Other models that have been reviewed in the past include wetting transition and fluid dynamics as the key factors involved in spreading during evaporation.^[28] The surface conditions have also been reported to influence forced or spontaneous spreading of liquid droplets t.^[29] Additionally, modelling studies conducted on the spreading of circular droplets support that contact angle has significant impact on the surface boundary and bears a direct correlation with the contact line during spreading.^[30] Further, the significant difference between non-wetting and wetting transitions of a liquid drop on a solid support has been pointed out by Birdi et al.^[31] and Rowan et al.^[32], respectively. Recent reviews^[33–35] have provided a comprehensive view of drop evaporation theory on a spherical cap drop and a sessile drop, including drying dynamics and stick–slip behaviour experienced by dissolved drops.

Herein, we report a simple evaporation model. This study circumvents complex parameters involved in the evaporation of a drop on a solid substrate. The model is based on a drop having a sphere geometry in space with a hemispherical plane and a base (Fig. 1b). Subsequently, the model description was used to approximate a spherical cap geometry, with the following considered in this investigation: (i) a pure liquid (H₂O) and colloidal liquid of the same volume of drop (1 µL), (ii) initial contact angle on the three-phase contact line (θ < 90°), (iii) negligible gravitational force, as the drop size was relatively small (iv) constant contact surface area (static) and (v) experimental contact angle measured on the two sides are relatively the same (vi) the radial distance from the centre of liquid drop is the same. This allows the distance between the two radii to be used as the effective diameter (Fig. 1a, b). Lastly, (vii) non-coated glass and sputtered gold (Au-coated) glass surfaces have been used as solid substrates.
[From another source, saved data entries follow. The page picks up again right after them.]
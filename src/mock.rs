//! Transports used by the unit tests in place of a serial port.

use std::collections::{HashMap, VecDeque};
use std::io::{self, Read, Write};
use std::time::Duration;

use crate::types::{Color, Mode};
use crate::{Transport, DEFAULT_TIMEOUT};

fn timed_out() -> io::Error {
    io::Error::new(io::ErrorKind::TimedOut, "operation timed out")
}

/// A request/reply pair the scripted transport expects next.
#[derive(Debug, Clone)]
struct Expectation {
    request: Vec<u8>,
    reply: Vec<u8>,
}

/// Replays scripted replies and records everything written to it.
///
/// Expectations are consumed in order. Writing anything other than the next expected request is
/// an error, and reading without a pending reply times out like an idle serial port, or reports
/// end of stream once the transport is closed.
#[derive(Debug, Default)]
pub struct MockTransport {
    expectations: VecDeque<Expectation>,
    pending: VecDeque<u8>,
    chunk_size: Option<usize>,
    closed: bool,
    timeout: Duration,
    timeouts: Vec<Duration>,
    written: Vec<Vec<u8>>,
}

impl MockTransport {
    pub fn new() -> Self {
        MockTransport {
            timeout: DEFAULT_TIMEOUT,
            ..Self::default()
        }
    }

    /// Makes `data` readable without writing a request first.
    pub fn with_pending(mut self, data: &[u8]) -> Self {
        self.pending.extend(data);
        self
    }

    /// Reports end of stream instead of a timeout once nothing is pending.
    pub fn closed(mut self) -> Self {
        self.closed = true;
        self
    }

    /// Splits every reply into reads of at most `chunk_size` bytes.
    pub fn with_chunk_size(mut self, chunk_size: usize) -> Self {
        self.chunk_size = Some(chunk_size);
        self
    }

    /// Queues `reply` to be returned after `request` has been written.
    pub fn expect(mut self, request: &str, reply: &str) -> Self {
        self.expectations.push_back(Expectation {
            request: request.as_bytes().to_vec(),
            reply: reply.as_bytes().to_vec(),
        });
        self
    }

    /// Every write, in order.
    pub fn written(&self) -> &[Vec<u8>] {
        &self.written
    }

    pub fn remaining_expectations(&self) -> usize {
        self.expectations.len()
    }

    /// Every timeout set through `Transport::set_timeout`, in order.
    pub fn timeouts(&self) -> &[Duration] {
        &self.timeouts
    }
}

impl Write for MockTransport {
    fn write(&mut self, buf: &[u8]) -> io::Result<usize> {
        self.written.push(buf.to_vec());

        let expectation = self.expectations.pop_front().ok_or_else(|| {
            io::Error::new(io::ErrorKind::BrokenPipe, "no more expectations")
        })?;

        if buf != expectation.request.as_slice() {
            return Err(io::Error::new(
                io::ErrorKind::InvalidInput,
                format!(
                    "expected {:?}, got {:?}",
                    String::from_utf8_lossy(&expectation.request),
                    String::from_utf8_lossy(buf)
                ),
            ));
        }

        self.pending.extend(expectation.reply);

        Ok(buf.len())
    }

    fn flush(&mut self) -> io::Result<()> {
        Ok(())
    }
}

impl Read for MockTransport {
    fn read(&mut self, buf: &mut [u8]) -> io::Result<usize> {
        if self.pending.is_empty() {
            return if self.closed { Ok(0) } else { Err(timed_out()) };
        }

        let limit = self.chunk_size.unwrap_or(usize::MAX);
        let n = self.pending.len().min(buf.len()).min(limit);

        for (dst, src) in buf.iter_mut().zip(self.pending.drain(..n)) {
            *dst = src;
        }

        Ok(n)
    }
}

impl Transport for MockTransport {
    fn timeout(&self) -> Duration {
        self.timeout
    }

    fn set_timeout(&mut self, timeout: Duration) -> io::Result<()> {
        self.timeout = timeout;
        self.timeouts.push(timeout);
        Ok(())
    }
}

/// A stand-in for the device firmware that keeps its configuration in memory.
#[derive(Debug)]
pub struct Simulator {
    pub colors: HashMap<String, Color>,
    pub startup_way: u8,
    pub silent: bool,
    pub permanent_writes: usize,
    timeout: Duration,
    reply: Vec<u8>,
}

impl Simulator {
    pub fn new() -> Self {
        let colors = Mode::ALL
            .iter()
            .map(|mode| (mode.as_str().to_string(), Color::default()))
            .collect();

        Simulator {
            colors,
            startup_way: 8,
            silent: false,
            permanent_writes: 0,
            timeout: DEFAULT_TIMEOUT,
            reply: Vec::new(),
        }
    }

    fn handle(&mut self, line: &str) -> String {
        let fields: Vec<&str> = line.split(',').collect();

        match fields.as_slice() {
            ["getwelcome"] => "tos428 simulator".to_string(),
            ["getstartupway"] => self.startup_way.to_string(),
            ["getsilent"] => self.silent.to_string(),
            ["getcolor", mode] => match self.colors.get(*mode) {
                Some(color) => color.to_string(),
                None => "fail".to_string(),
            },
            ["setcolor", mode, red, green, blue] if self.colors.contains_key(*mode) => {
                match (red.parse(), green.parse(), blue.parse()) {
                    (Ok(red), Ok(green), Ok(blue)) => {
                        self.colors
                            .insert(mode.to_string(), Color::new(red, green, blue));
                        "ok".to_string()
                    }
                    _ => "fail".to_string(),
                }
            }
            ["setstartupway", way] => {
                self.startup_way = way.parse().unwrap_or(0);
                "ok".to_string()
            }
            ["setsilent", "on"] => {
                self.silent = true;
                "ok".to_string()
            }
            ["setsilent", "off"] => {
                self.silent = false;
                "ok".to_string()
            }
            ["makepermanent"] => {
                self.permanent_writes += 1;
                "ok".to_string()
            }
            _ => "fail".to_string(),
        }
    }
}

impl Write for Simulator {
    fn write(&mut self, buf: &[u8]) -> io::Result<usize> {
        let line = String::from_utf8_lossy(buf).into_owned();
        let reply = self.handle(&line);

        self.reply = format!("{}\r\n", reply).into_bytes();

        Ok(buf.len())
    }

    fn flush(&mut self) -> io::Result<()> {
        Ok(())
    }
}

impl Read for Simulator {
    fn read(&mut self, buf: &mut [u8]) -> io::Result<usize> {
        if self.reply.is_empty() {
            return Err(timed_out());
        }

        let n = self.reply.len().min(buf.len());
        buf[..n].copy_from_slice(&self.reply[..n]);
        self.reply.drain(..n);

        Ok(n)
    }
}

impl Transport for Simulator {
    fn timeout(&self) -> Duration {
        self.timeout
    }

    fn set_timeout(&mut self, timeout: Duration) -> io::Result<()> {
        self.timeout = timeout;
        Ok(())
    }
}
The contact angle goniometry setup shown in Fig. 1 was used for the surface measurements under the following conditions: (T = 21–22°C, RH – 31–32%). The temperature and relative humidity (RH) were internally regulated using the humidity controlled solutions system in the laboratory. A stopwatch was used to monitor the kinetics of evaporation of colloidal drops of SNP (Ludox AS-40, Sigma Aldrich) and H₂O. Glass substrate was sputtered with a coat of Au-particles under vacuum using a sputter coater instrument (EMITECH K550X) under the following conditions: for Au-sputtered glass surfaces: current = 25 mA; time = 2 s; vacuum pressure = 1 × 10⁻¹ mbar; grain size deposition for Au-particles ~ 15 nm. Glass surfaces were blown using a high-pressure nitrogen gas (N₂) flow gun for 2 min. Deionised H₂O was added (100 mL) and the surfaces were sonicated in an ultrasonicating bath (Vevor, Australia) for 30 min. The surfaces were again rinsed using deionised water (100 mL) and dried under N₂ for >5 min. The volume of all liquid drops used for contact angle measurements was held constant at V = 1 µL, either as a 1 µL drop of deionised H₂O, or a drop of 3 wt% SNP solution. The sessile-drop technique was used for the measurement of the contact angle, and also to follow the kinetics of evaporation for all glass surfaces.
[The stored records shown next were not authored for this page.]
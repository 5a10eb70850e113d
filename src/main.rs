use anyhow::{anyhow, Context};
use log::info;
use structopt::StructOpt;

use tos428::{Config, Device, DeviceInfo, RomList};

mod cli;

fn print_info(info: &DeviceInfo) {
    println!("Device: {}", info.welcome);
    println!("Startup orientation: {}", info.startup_way);
    println!("4-way color: {}", info.four_way_color);
    println!("8-way color: {}", info.eight_way_color);
    println!("Keyboard color: {}", info.keyboard_color);
}

fn main() -> Result<(), anyhow::Error> {
    use cli::Command;

    // Create a logger with a timestamp that logs everything at Info level or above
    pretty_env_logger::init_timed();

    let opts = cli::Opts::from_args();

    if let Command::ExportRomlist { path } = &opts.command {
        RomList::export_embedded(path)
            .with_context(|| format!("Could not export ROM list to {}", path.display()))?;

        return Ok(());
    }

    let port = opts
        .device
        .ok_or_else(|| anyhow!("No device given, use --device or TOS428_DEVICE"))?;
    let roms = RomList::load(opts.rom_list.as_deref()).context("Could not load ROM list")?;

    let mut config = Config::new(port);
    config.restrictor = opts.restrictor;
    config.roms = roms;

    let mut device = Device::open(config)?;

    match opts.command {
        Command::Info => print_info(&device.info()?),
        Command::Way { way } => {
            let restrictor = device.config().restrictor;

            device.set_way(restrictor, way)?;
        }
        Command::Rom { rom } => {
            let way = device.set_way_for_rom(&rom)?;

            info!("{} uses {}-way", rom.display(), way);
        }
        Command::Color { mode, color: None } => println!("{}", device.get_color(mode)?),
        Command::Color {
            mode,
            color: Some(color),
        } => device.set_color(mode, color)?,
        Command::Silent { state: None } => println!("{}", device.get_silent()?),
        Command::Silent { state: Some(state) } => device.set_silent(state.into())?,
        Command::StartupWay { way: None } => println!("{}", device.get_startup_way()?),
        Command::StartupWay { way: Some(way) } => device.set_startup_way(way)?,
        Command::Keys => {
            for key in device.get_key_list()? {
                println!("{}", key);
            }
        }
        Command::DumpEeprom => println!("{}", device.dump_eeprom()?),
        Command::FactoryReset { permanent } => {
            device.restore_factory()?;

            if permanent {
                device.make_permanent()?;
            }
        }
        Command::Raw { command } => println!("{}", device.raw(&command)?),
        Command::ExportRomlist { .. } => unreachable!("handled before opening the device"),
    }

    Ok(())
}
On the glass surfaces (non-coated and sputtered coat with Au), a 1 µL drop of liquid (H₂O and 3 wt% concentration of SNP) was carefully dispensed on the substrate surfaces and allowed to evaporate under a covered styrofoam box. Windows 7 Photo Viewer image software was used to calibrate the stage with a thin ruler and the contact angle of both sides of the drops was captured every 20 s during evaporation. Subsequently, the data was analysed to measure the perimeter and height of the drop.

A liquid drop in contact with the flat horizontal solid support eventually spreads. Describing the evaporation motion is predetermined by the surface types: (i) smooth, homogeneous (ii) smooth, heterogeneous (iii) rough, homogeneous (iv) rough, heterogeneous. While the three-phase contact rule holds for a liquid at the vapour–liquid–solid boundaries shown in Fig. 1a, several evaporation models have been reported in the literature due to the parameters used to describe the motion of liquid drops. The aim of this work was to establish an easily accessible evaluation of evaporation data by providing a high-level simplification, with probable extension to other surface types that have liquid confined to the spherical cap drop approximation in contact with the three-phase line. Compared to many other model systems reported in the literature, an evaporation model of high-level simplification has therefore been reported. Particularly, this study circumvents complex parameters involved in the evaporation of a drop on a solid substrate. The model is based on a drop having a spherical geometry in space with a hemispherical plane and a base (Fig. 1b). Subsequently, the model description was used to approximate a spherical cap geometry, with the following considered in this investigation: (i) a pure liquid (H₂O) and colloidal liquid of the same volume of drop (1 µL), (ii) initial contact angle on the three-phase contact line (θ < 90°), (iii) negligible gravitational force, as the drop size was relatively small (iv) constant contact surface area (static) and (v) experimental contact angle measured on the two sides are relatively the same (vi) assumed that the radial distance from the centre of liquid drop are the same which allows the distance between the 2-radii to be used as the effective diameter (Fig. 1a, b). Lastly, (vii) non-coated glass and sputtered gold (Au-coated) glass surfaces have been used as solid substrates.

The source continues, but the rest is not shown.